**What is expected:** If a line of the data below contains the string "crate", count it, then state the total alone.

○ ○ ○ ○ ○ ○ ○

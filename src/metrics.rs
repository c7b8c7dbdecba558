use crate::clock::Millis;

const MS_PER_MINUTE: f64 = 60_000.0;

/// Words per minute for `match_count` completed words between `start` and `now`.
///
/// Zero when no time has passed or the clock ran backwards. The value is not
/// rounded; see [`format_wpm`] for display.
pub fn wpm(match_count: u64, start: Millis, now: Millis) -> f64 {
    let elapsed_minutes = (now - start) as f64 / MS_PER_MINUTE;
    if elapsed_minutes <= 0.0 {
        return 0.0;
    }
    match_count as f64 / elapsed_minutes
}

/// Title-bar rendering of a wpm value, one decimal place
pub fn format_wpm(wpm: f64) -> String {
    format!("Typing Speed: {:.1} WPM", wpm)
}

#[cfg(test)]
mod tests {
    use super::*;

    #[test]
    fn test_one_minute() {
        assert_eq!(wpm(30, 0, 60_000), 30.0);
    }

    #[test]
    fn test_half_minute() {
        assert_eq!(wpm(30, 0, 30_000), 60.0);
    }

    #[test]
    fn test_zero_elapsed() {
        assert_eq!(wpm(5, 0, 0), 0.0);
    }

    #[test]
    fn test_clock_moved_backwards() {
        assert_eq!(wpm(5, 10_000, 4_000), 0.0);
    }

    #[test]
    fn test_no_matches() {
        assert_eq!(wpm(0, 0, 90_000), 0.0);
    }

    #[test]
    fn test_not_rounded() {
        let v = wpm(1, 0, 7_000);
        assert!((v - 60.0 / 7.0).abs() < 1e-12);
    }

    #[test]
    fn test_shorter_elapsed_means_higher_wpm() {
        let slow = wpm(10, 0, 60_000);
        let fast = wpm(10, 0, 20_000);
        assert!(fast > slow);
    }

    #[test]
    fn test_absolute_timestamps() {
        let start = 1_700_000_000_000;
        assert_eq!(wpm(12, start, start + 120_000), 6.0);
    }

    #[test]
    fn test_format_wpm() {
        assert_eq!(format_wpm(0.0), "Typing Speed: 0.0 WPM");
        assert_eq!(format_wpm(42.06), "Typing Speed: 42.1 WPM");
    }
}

○ ○ ○ ○ ○ ○ ○

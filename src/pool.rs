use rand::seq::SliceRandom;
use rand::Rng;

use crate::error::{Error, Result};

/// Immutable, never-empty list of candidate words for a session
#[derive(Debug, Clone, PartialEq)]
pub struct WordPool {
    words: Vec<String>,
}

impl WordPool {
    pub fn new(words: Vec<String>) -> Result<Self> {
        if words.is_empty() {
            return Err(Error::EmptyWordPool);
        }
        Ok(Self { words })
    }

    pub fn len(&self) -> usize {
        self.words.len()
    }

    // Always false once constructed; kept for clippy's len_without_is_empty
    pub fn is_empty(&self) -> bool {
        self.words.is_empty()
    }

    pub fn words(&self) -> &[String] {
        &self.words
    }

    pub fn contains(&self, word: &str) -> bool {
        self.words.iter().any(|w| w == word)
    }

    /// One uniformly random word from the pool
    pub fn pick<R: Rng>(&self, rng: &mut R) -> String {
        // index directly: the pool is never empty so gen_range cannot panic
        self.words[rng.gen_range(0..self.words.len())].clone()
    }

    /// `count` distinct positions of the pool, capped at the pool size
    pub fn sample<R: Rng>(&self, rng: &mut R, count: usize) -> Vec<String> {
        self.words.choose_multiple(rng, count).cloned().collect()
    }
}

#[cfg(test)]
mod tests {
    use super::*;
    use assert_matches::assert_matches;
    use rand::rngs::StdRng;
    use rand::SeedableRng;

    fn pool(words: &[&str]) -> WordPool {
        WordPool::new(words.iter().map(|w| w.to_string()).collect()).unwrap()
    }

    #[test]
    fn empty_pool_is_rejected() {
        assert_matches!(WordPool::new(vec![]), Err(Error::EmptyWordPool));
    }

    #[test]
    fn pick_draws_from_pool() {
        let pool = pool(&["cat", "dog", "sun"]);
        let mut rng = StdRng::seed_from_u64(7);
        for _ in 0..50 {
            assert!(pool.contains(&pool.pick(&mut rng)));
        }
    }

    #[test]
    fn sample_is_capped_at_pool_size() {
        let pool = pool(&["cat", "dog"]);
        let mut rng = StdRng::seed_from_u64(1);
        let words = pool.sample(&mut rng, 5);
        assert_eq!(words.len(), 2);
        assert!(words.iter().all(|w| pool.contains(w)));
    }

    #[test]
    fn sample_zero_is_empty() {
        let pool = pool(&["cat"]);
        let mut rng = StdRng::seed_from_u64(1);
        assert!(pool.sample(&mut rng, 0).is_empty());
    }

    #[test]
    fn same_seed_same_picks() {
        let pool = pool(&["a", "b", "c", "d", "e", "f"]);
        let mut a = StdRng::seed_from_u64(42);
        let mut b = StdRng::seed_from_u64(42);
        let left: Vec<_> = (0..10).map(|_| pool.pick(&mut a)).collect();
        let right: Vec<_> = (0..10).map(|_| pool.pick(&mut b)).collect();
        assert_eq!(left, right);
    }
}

○ ○ ○ ○ ○ ○ ○

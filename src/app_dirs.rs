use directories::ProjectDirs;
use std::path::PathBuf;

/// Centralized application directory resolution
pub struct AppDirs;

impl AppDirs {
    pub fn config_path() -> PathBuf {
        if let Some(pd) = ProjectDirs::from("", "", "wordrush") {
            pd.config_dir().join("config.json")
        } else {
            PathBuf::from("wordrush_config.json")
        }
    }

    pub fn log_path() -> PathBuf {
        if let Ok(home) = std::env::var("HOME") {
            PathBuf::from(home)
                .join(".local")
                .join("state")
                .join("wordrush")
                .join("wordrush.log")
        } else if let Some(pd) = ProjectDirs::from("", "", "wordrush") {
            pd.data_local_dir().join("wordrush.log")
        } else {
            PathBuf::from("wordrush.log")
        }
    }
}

○ ○ ○ ○ ○ ○ ○

**Response box:** 2